1. ## Determining what values of r have solutions of the form y= e^(rt)

It's been a while since I've touched calculus and I have these two problems I'm having trouble starting on. Can anyone help me understand what steps I need to take to solve these two problems please:

Determine the values of r for which the differential equation y'' - 3y' + 2y = 0 has solutions of the form y = e^(rt). I saw a similar problem earlier and they differentiated y = e^(rt) to get y' = r * e^(rt) but I don't understand why that step was taken.

A population satisfies the differential equation dp/dt = 0.5p - 450, where t is measure in months. Find the time at which the population becomes extinct if p(0) = 850.
Not sure where to start here...

2. ## Re: Determining what values of r have solutions of the form y= e^(rt)

Originally Posted by colerelm1
It's been a while since I've touched calculus and I have these two problems I'm having trouble starting on. Can anyone help me understand what steps I need to take to solve these two problems please:

Determine the values of r for which the differential equation y'' - 3y' + 2y = 0 has solutions of the form y = e^(rt). I saw a similar problem earlier and they differentiated y = e^(rt) to get y' = r * e^(rt) but I don't understand why that step was taken.
The function $\displaystyle e^{rx}$ has derivative $\displaystyle re^{rx}$, second derivative $\displaystyle re^{rx}$, etc. That is, every derivative is a multiple of the original function. On other hand an equation like y''- 3y'+ 2y= 0 has only numerical multiples of the derivatives adding to 0. In order that they cancel, the various derivatives must be the same "type" of function. That should suggest that when we have an equation that involves derivatives, multiplied only by constants, we look for solutions of the form $\displaystyle e^{rx}$.

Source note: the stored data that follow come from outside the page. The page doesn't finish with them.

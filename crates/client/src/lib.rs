//! Asteroid Client Edge
//!
//! Runs the local prediction loop: every fixed tick the client writes its
//! own input, resimulates from the last validated state up to the current
//! frame and sends its recent input history to the server. Validate packets
//! from the server confirm frames and compare checksums.
//!
//! The client never corrects a desync. A checksum mismatch is fatal.
//!
//! # Threading
//!
//! All entry points take `&mut self`. When network receipt and the tick
//! loop run on different threads, share the client as a [`SharedClient`]
//! so that every call into the rollback state goes through one lock.

#![deny(unsafe_code)]

use std::sync::Arc;

use asteroid_sim::transform::TransformManager;
use asteroid_sim::{
    FIXED_PERIOD, Frame, GameManager, INPUT_WINDOW_SIZE, INVALID_PLAYER, MAX_PLAYER_NMB,
    PlayerInput, PlayerNumber, Vec2,
};
use asteroid_wire::{
    JoinPacket, Packet, PacketSender, PlayerInputPacket, SpawnPlayerPacket, ValidateFramePacket,
};
use bitflags::bitflags;
use parking_lot::Mutex;
use tracing::{debug, info, warn};

// ============================================================================
// Parameters
// ============================================================================

/// Frames the client may run ahead of its last validated frame before it
/// stops advancing (3 s at 50 Hz).
pub const MAX_PREDICTION_FRAMES: Frame = 150;

/// Client configuration.
#[derive(Debug, Clone)]
pub struct ClientConfig {
    pub max_prediction_frames: Frame,
}

impl Default for ClientConfig {
    fn default() -> Self {
        Self {
            max_prediction_frames: MAX_PREDICTION_FRAMES,
        }
    }
}

bitflags! {
    /// Match lifecycle as seen by a client.
    #[derive(Debug, Clone, Copy, PartialEq, Eq, Default)]
    pub struct ClientState: u8 {
        const STARTED = 1 << 0;
        const FINISHED = 1 << 1;
    }
}

/// A client behind the single lock the rollback state requires.
pub type SharedClient<S> = Arc<Mutex<ClientGameManager<S>>>;

// ============================================================================
// Client Game Manager
// ============================================================================

pub struct ClientGameManager<S: PacketSender> {
    config: ClientConfig,
    sender: S,
    game: GameManager,
    client_id: u64,
    player_number: PlayerNumber,
    state: ClientState,
    start_time_ms: Option<u64>,
    fixed_timer: f32,
    local_input: PlayerInput,
}

impl<S: PacketSender> ClientGameManager<S> {
    pub fn new(config: ClientConfig, client_id: u64, sender: S) -> Self {
        Self {
            config,
            sender,
            game: GameManager::new(),
            client_id,
            player_number: INVALID_PLAYER,
            state: ClientState::empty(),
            start_time_ms: None,
            fixed_timer: 0.0,
            local_input: PlayerInput::empty(),
        }
    }

    pub fn into_shared(self) -> SharedClient<S> {
        Arc::new(Mutex::new(self))
    }

    /// Ask the server for a seat.
    pub fn join(&mut self, now_ms: u64) {
        self.sender.send_reliable_packet(Packet::Join(JoinPacket {
            client_id: self.client_id,
            client_time_ms: now_ms,
        }));
    }

    /// Input held for every following tick until changed.
    pub fn set_local_input(&mut self, input: PlayerInput) {
        self.local_input = input;
    }

    /// Advance wall time by `dt` seconds, running one fixed tick per
    /// elapsed period.
    pub fn update(&mut self, dt: f32, now_ms: u64) {
        self.fixed_timer += dt;
        while self.fixed_timer >= FIXED_PERIOD {
            self.fixed_timer -= FIXED_PERIOD;
            self.fixed_update(now_ms);
        }
    }

    /// One simulation tick.
    pub fn fixed_update(&mut self, now_ms: u64) {
        if self.state.contains(ClientState::FINISHED) {
            return;
        }
        if !self.state.contains(ClientState::STARTED) {
            match self.start_time_ms {
                Some(start_time_ms) if now_ms >= start_time_ms => {
                    info!(client_id = self.client_id, player = self.player_number, "match started");
                    self.state |= ClientState::STARTED;
                }
                _ => return,
            }
        }
        if self.player_number == INVALID_PLAYER {
            return;
        }

        let current_frame = self.game.current_frame();
        let last_validate_frame = self.game.last_validate_frame();
        if current_frame - last_validate_frame >= self.config.max_prediction_frames {
            warn!(
                current_frame,
                last_validate_frame, "prediction limit reached, waiting for validation"
            );
            return;
        }

        self.game
            .set_player_input(self.player_number, self.local_input, current_frame);
        self.game.simulate_to_current_frame();

        let window = self.game.rollback().input_window();
        let player = self.player_number;
        let packet = PlayerInputPacket::new(player, current_frame, |frame| {
            if window.contains_frame(frame) {
                window.input_at_frame(player, frame)
            } else {
                PlayerInput::empty()
            }
        });
        self.sender.send_unreliable_packet(Packet::Input(packet));

        self.game.advance_frame();
    }

    /// Handle one decoded packet from the server.
    pub fn receive_packet(&mut self, packet: Packet) {
        match packet {
            Packet::JoinAck(ack) => {
                if ack.client_id == self.client_id {
                    self.adopt_player_number(ack.player_number);
                }
            }
            Packet::SpawnPlayer(spawn) => self.receive_spawn(spawn),
            Packet::StartGame(start) => {
                debug!(start_time_ms = start.start_time_ms, "start time received");
                self.start_time_ms = Some(start.start_time_ms);
            }
            Packet::Input(input) => self.receive_input(input),
            Packet::ValidateState(validate) => self.receive_validate(validate),
            Packet::WinGame(win) => {
                let winner = PlayerNumber::try_from(win.winner).unwrap_or(INVALID_PLAYER);
                self.game.win_game(winner);
                self.state |= ClientState::FINISHED;
            }
            Packet::Join(_) => warn!("unexpected join packet on client"),
        }
    }

    fn adopt_player_number(&mut self, player_number: u32) {
        if self.player_number != INVALID_PLAYER {
            return;
        }
        // Decoding rejects out-of-range player numbers.
        self.player_number = player_number as PlayerNumber;
        info!(client_id = self.client_id, player = self.player_number, "player number assigned");
    }

    fn receive_spawn(&mut self, spawn: SpawnPlayerPacket) {
        if spawn.client_id == self.client_id {
            self.adopt_player_number(spawn.player_number);
        }
        self.game.spawn_player(
            spawn.player_number as PlayerNumber,
            Vec2::new(spawn.x, spawn.y),
            spawn.rotation,
        );
    }

    fn receive_input(&mut self, packet: PlayerInputPacket) {
        let player = packet.player_number;
        if player == self.player_number {
            // Relayed copy of our own history: it must match what we sent.
            let window = self.game.rollback().input_window();
            for (frame, input) in packet.frames() {
                if !window.contains_frame(frame) {
                    continue;
                }
                assert_eq!(
                    window.input_at_frame(player, frame),
                    input,
                    "own input echo diverged at frame {frame}"
                );
            }
            return;
        }

        let last_received = self.game.rollback().last_received_frame(player);
        if packet.current_frame <= last_received {
            debug!(
                player,
                frame = packet.current_frame,
                last_received,
                "stale input packet discarded"
            );
            return;
        }

        let max_frame = self.game.last_validate_frame() + INPUT_WINDOW_SIZE as Frame - 1;
        if packet.current_frame > max_frame {
            warn!(
                player,
                frame = packet.current_frame,
                max_frame,
                "input frames beyond the input window skipped"
            );
        }
        let frames = packet
            .frames()
            .filter(|&(frame, _)| frame <= max_frame)
            .take_while(|&(frame, _)| frame > last_received);
        for (frame, input) in frames {
            self.game.set_player_input(player, input, frame);
        }
    }

    fn receive_validate(&mut self, packet: ValidateFramePacket) {
        let new_validate_frame = packet.new_validate_frame;
        let last_validate_frame = self.game.last_validate_frame();
        if new_validate_frame <= last_validate_frame {
            debug!(
                new_validate_frame,
                last_validate_frame, "stale validate packet ignored"
            );
            return;
        }

        let rollback = self.game.rollback();
        let missing = (0..MAX_PLAYER_NMB as PlayerNumber)
            .find(|&player| rollback.last_received_frame(player) < new_validate_frame);
        if let Some(player) = missing {
            debug!(
                new_validate_frame,
                player,
                last_received = rollback.last_received_frame(player),
                "inputs missing, validation deferred"
            );
            return;
        }

        self.game.confirm(new_validate_frame, &packet.physics_states);
    }

    pub fn client_id(&self) -> u64 {
        self.client_id
    }

    pub fn player_number(&self) -> PlayerNumber {
        self.player_number
    }

    pub fn state(&self) -> ClientState {
        self.state
    }

    pub fn is_finished(&self) -> bool {
        self.state.contains(ClientState::FINISHED)
    }

    pub fn current_frame(&self) -> Frame {
        self.game.current_frame()
    }

    pub fn last_validate_frame(&self) -> Frame {
        self.game.last_validate_frame()
    }

    pub fn winner(&self) -> PlayerNumber {
        self.game.winner()
    }

    /// Predicted transforms for rendering.
    pub fn transforms(&self) -> &TransformManager {
        self.game.transforms()
    }

    pub fn game(&self) -> &GameManager {
        &self.game
    }

    pub fn sender(&self) -> &S {
        &self.sender
    }

    pub fn sender_mut(&mut self) -> &mut S {
        &mut self.sender
    }
}

// ============================================================================
// Tests
// ============================================================================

If $\displaystyle y= e^{rx}$, then $\displaystyle y'= re^{rx}$, $\displaystyle y''= r^2e^{rx}$ and, in general, $\displaystyle y^{(n)}= r^ne^{rx}$. Putting those into any linear differential equation with constant coefficients will give you a polynomial in r times $\displaystyle e^{rx}$. If that is equal to 0, since $\displaystyle e^{rx}$ is never 0, we can divide both sides by it, leaving that polynomial equal to 0.

For example, with $\displaystyle y= e^{rx}$, $\displaystyle y''- 3y'+ 2y= r^2e^{rx}- 3(re^{rx})+ 2e^{rx})= (r^2- 3r+ 2)e^{rx}= 0$. And, as I said, since $\displaystyle e^{rx}$ is not 0, we can divide by it leaving $\displaystyle r^2- 3r+ 2= (r- 2)(r- 1)= 0$ which has r= 1 and r= 2 as roots. That is, both $\displaystyle y= e^{x}$ and $\displaystyle y= e^{2x}$ satisfy the differential equation.

A population satisfies the differential equation dp/dt = 0.5p - 450, where t is measure in months. Find the time at which the population becomes extinct if p(0) = 850.
Not sure where to start here...
That's a straight forward "separable" first order differential equation. You should have learned to solve such an equation long before "higher order linear equations with constant coefficients" as in the first problem. You can write it as $\displaystyle \frac{dp}{0.5p- 450}= dt$ and integrate both sides. What do you get when you integrate?

3. ## Re: Determining what values of r have solutions of the form y= e^(rt)

Ok, thanks. I worked it out and I got .5*ln|p-900|. How do I figure out at what time the population becomes extinct?